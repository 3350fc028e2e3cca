//! RedirectCallbackHandler - Handles the browser returning from checkout.
//!
//! The gateway sends the payer back to the success or error URL with
//! whatever identifiers it has. Callbacks never fail towards the browser:
//! an unmatched or refused update is logged and the page still renders.

use std::sync::Arc;

use crate::domain::billing::{ChangeSource, PaymentStatus, StatusChange};
use crate::domain::foundation::{CorrelationId, DomainError};
use crate::ports::BillingRepository;

use super::apply_lifecycle::{EffectOutcome, LifecycleApplier};

/// Which redirect the payer landed on.
#[derive(Debug, Clone, Copy, PartialEq, Eq)]
pub enum RedirectKind {
    Success,
    Error,
}

impl RedirectKind {
    fn target_status(&self) -> PaymentStatus {
        match self {
            RedirectKind::Success => PaymentStatus::Completed,
            RedirectKind::Error => PaymentStatus::Failed,
        }
    }
}

#[derive(Debug, Clone)]
pub struct RedirectCallbackCommand {
    pub kind: RedirectKind,
    pub correlation_ref: Option<String>,
    pub payment_id: Option<String>,
    pub subscription_token: Option<String>,
}

#[derive(Debug, Clone, Default, PartialEq)]
pub struct RedirectCallbackResult {
    /// Row after the update, when one was matched and changed.
    pub change: Option<StatusChange>,
    pub effects: Vec<EffectOutcome>,
}

impl RedirectCallbackResult {
    pub fn status(&self) -> Option<PaymentStatus> {
        self.change.as_ref().map(|c| c.payment.status)
    }
}

pub struct RedirectCallbackHandler {
    repository: Arc<dyn BillingRepository>,
    lifecycle: LifecycleApplier,
}

impl RedirectCallbackHandler {
    pub fn new(repository: Arc<dyn BillingRepository>) -> Self {
        Self {
            lifecycle: LifecycleApplier::new(repository.clone()),
            repository,
        }
    }

    /// Tries the correlation token, then the payment id, then the
    /// subscription token, stopping at the first row found.
    pub async fn handle(&self, cmd: RedirectCallbackCommand) -> RedirectCallbackResult {
        let status = cmd.kind.target_status();
        let correlation = cmd
            .correlation_ref
            .as_deref()
            .and_then(|r| r.parse::<CorrelationId>().ok());
        let payment_id = non_blank(cmd.payment_id.as_deref());
        let token = non_blank(cmd.subscription_token.as_deref());

        let mut outcome = None;
        if let Some(correlation) = correlation {
            outcome = self.settle(
                "correlation",
                self.repository
                    .update_payment_by_correlation(&correlation, None, status)
                    .await,
            );
        }
        if outcome.is_none() {
            if let Some(payment_id) = payment_id {
                outcome = self.settle(
                    "payment_id",
                    self.repository.update_payment_status(payment_id, status).await,
                );
            }
        }
        if outcome.is_none() {
            if let Some(token) = token {
                outcome = self.settle(
                    "subscription_token",
                    self.repository
                        .update_payment_by_plan_token(token, None, status)
                        .await,
                );
            }
        }

        match outcome {
            Some(Some(change)) => {
                tracing::info!(
                    kind = ?cmd.kind,
                    payment_idx = change.payment.idx,
                    status = %change.payment.status,
                    "Redirect callback updated payment"
                );
                let effects = self.lifecycle.apply(&change, ChangeSource::Redirect).await;
                RedirectCallbackResult {
                    change: Some(change),
                    effects,
                }
            }
            Some(None) => RedirectCallbackResult::default(),
            None => {
                tracing::warn!(
                    kind = ?cmd.kind,
                    payment_id = ?payment_id,
                    subscription_token = ?token,
                    "Redirect callback matched no payment"
                );
                RedirectCallbackResult::default()
            }
        }
    }

    /// `None` means try the next identifier; `Some(None)` means a row was
    /// found (or storage failed) and the search stops without a change.
    fn settle(
        &self,
        source: &'static str,
        result: Result<StatusChange, DomainError>,
    ) -> Option<Option<StatusChange>> {
        match result {
            Ok(change) => Some(Some(change)),
            Err(err) if err.is_not_found() => None,
            Err(err) => {
                tracing::warn!(source, error = %err, "Redirect callback update not applied");
                Some(None)
            }
        }
    }
}

fn non_blank(value: Option<&str>) -> Option<&str> {
    value.map(str::trim).filter(|v| !v.is_empty())
}

#[cfg(test)]
mod tests {
    use super::*;
    use crate::adapters::memory::InMemoryBillingRepository;
    use crate::application::handlers::billing::test_fixtures::{seeded_repository, PLAN, USER};
    use crate::domain::billing::{test_support, SideEffect};
    use crate::domain::foundation::{PlanId, UserId};

    fn handler(repo: &InMemoryBillingRepository) -> RedirectCallbackHandler {
        RedirectCallbackHandler::new(Arc::new(repo.clone()))
    }

    fn command(kind: RedirectKind) -> RedirectCallbackCommand {
        RedirectCallbackCommand {
            kind,
            correlation_ref: None,
            payment_id: None,
            subscription_token: None,
        }
    }

    async fn row_with_external_id(repo: &InMemoryBillingRepository, id: &str) -> i64 {
        let mut row = test_support::payment(0, USER, PaymentStatus::Pending);
        row.dlo_payment_id = id.to_string();
        repo.insert_raw_payment(row).await
    }

    #[tokio::test]
    async fn success_by_payment_id_completes_and_assigns_plan() {
        let repo = seeded_repository().await;
        let idx = row_with_external_id(&repo, "PAY-1").await;

        let result = handler(&repo)
            .handle(RedirectCallbackCommand {
                payment_id: Some("PAY-1".to_string()),
                ..command(RedirectKind::Success)
            })
            .await;

        assert_eq!(result.status(), Some(PaymentStatus::Completed));
        assert_eq!(result.effects, vec![EffectOutcome::Applied(SideEffect::AssignUserPlan)]);
        assert_eq!(repo.payment(idx).await.unwrap().status, PaymentStatus::Completed);
        assert_eq!(
            repo.user(&UserId::new(USER).unwrap()).await.unwrap().plan_id,
            Some(PlanId::new(PLAN).unwrap())
        );
    }

    #[tokio::test]
    async fn correlation_ref_wins_over_payment_id() {
        let repo = seeded_repository().await;
        let correlation = CorrelationId::new();
        let mut row = test_support::payment(0, USER, PaymentStatus::Pending);
        row.correlation_id = Some(correlation);
        let correlated = repo.insert_raw_payment(row).await;
        let other = row_with_external_id(&repo, "PAY-1").await;

        handler(&repo)
            .handle(RedirectCallbackCommand {
                correlation_ref: Some(correlation.to_string()),
                payment_id: Some("PAY-1".to_string()),
                ..command(RedirectKind::Success)
            })
            .await;

        assert_eq!(repo.payment(correlated).await.unwrap().status, PaymentStatus::Completed);
        assert_eq!(repo.payment(other).await.unwrap().status, PaymentStatus::Pending);
    }

    #[tokio::test]
    async fn subscription_token_is_last_resort() {
        let repo = seeded_repository().await;
        let mut row = test_support::payment(0, USER, PaymentStatus::Pending);
        row.plan_token = Some("tok-a".to_string());
        let idx = repo.insert_raw_payment(row).await;

        let result = handler(&repo)
            .handle(RedirectCallbackCommand {
                payment_id: Some("PAY-unknown".to_string()),
                subscription_token: Some("tok-a".to_string()),
                ..command(RedirectKind::Success)
            })
            .await;

        assert_eq!(result.change.unwrap().payment.idx, idx);
    }

    #[tokio::test]
    async fn error_redirect_marks_payment_failed() {
        let repo = seeded_repository().await;
        let idx = row_with_external_id(&repo, "PAY-1").await;

        let result = handler(&repo)
            .handle(RedirectCallbackCommand {
                payment_id: Some("PAY-1".to_string()),
                ..command(RedirectKind::Error)
            })
            .await;

        assert!(result.effects.is_empty());
        assert_eq!(repo.payment(idx).await.unwrap().status, PaymentStatus::Failed);
    }

    #[tokio::test]
    async fn unmatched_redirect_changes_nothing() {
        let repo = seeded_repository().await;

        let result = handler(&repo)
            .handle(RedirectCallbackCommand {
                payment_id: Some("PAY-404".to_string()),
                ..command(RedirectKind::Success)
            })
            .await;

        assert_eq!(result, RedirectCallbackResult::default());
    }

    #[tokio::test]
    async fn refused_transition_stops_the_search() {
        let repo = seeded_repository().await;
        let mut cancelled = test_support::payment(0, USER, PaymentStatus::Cancelled);
        cancelled.dlo_payment_id = "PAY-1".to_string();
        repo.insert_raw_payment(cancelled).await;
        let mut pending = test_support::payment(0, USER, PaymentStatus::Pending);
        pending.plan_token = Some("tok-a".to_string());
        let pending_idx = repo.insert_raw_payment(pending).await;

        let result = handler(&repo)
            .handle(RedirectCallbackCommand {
                payment_id: Some("PAY-1".to_string()),
                subscription_token: Some("tok-a".to_string()),
                ..command(RedirectKind::Success)
            })
            .await;

        assert_eq!(result.change, None);
        assert_eq!(repo.payment(pending_idx).await.unwrap().status, PaymentStatus::Pending);
    }
}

* * * * * * * * *

**EXERCISE AIM:** Collect, from the material above, every line containing the word "LifecycleApplier".

**TASK RESULT:**
use super::apply_lifecycle::{EffectOutcome, LifecycleApplier};
    lifecycle: LifecycleApplier,
            lifecycle: LifecycleApplier::new(repository.clone()),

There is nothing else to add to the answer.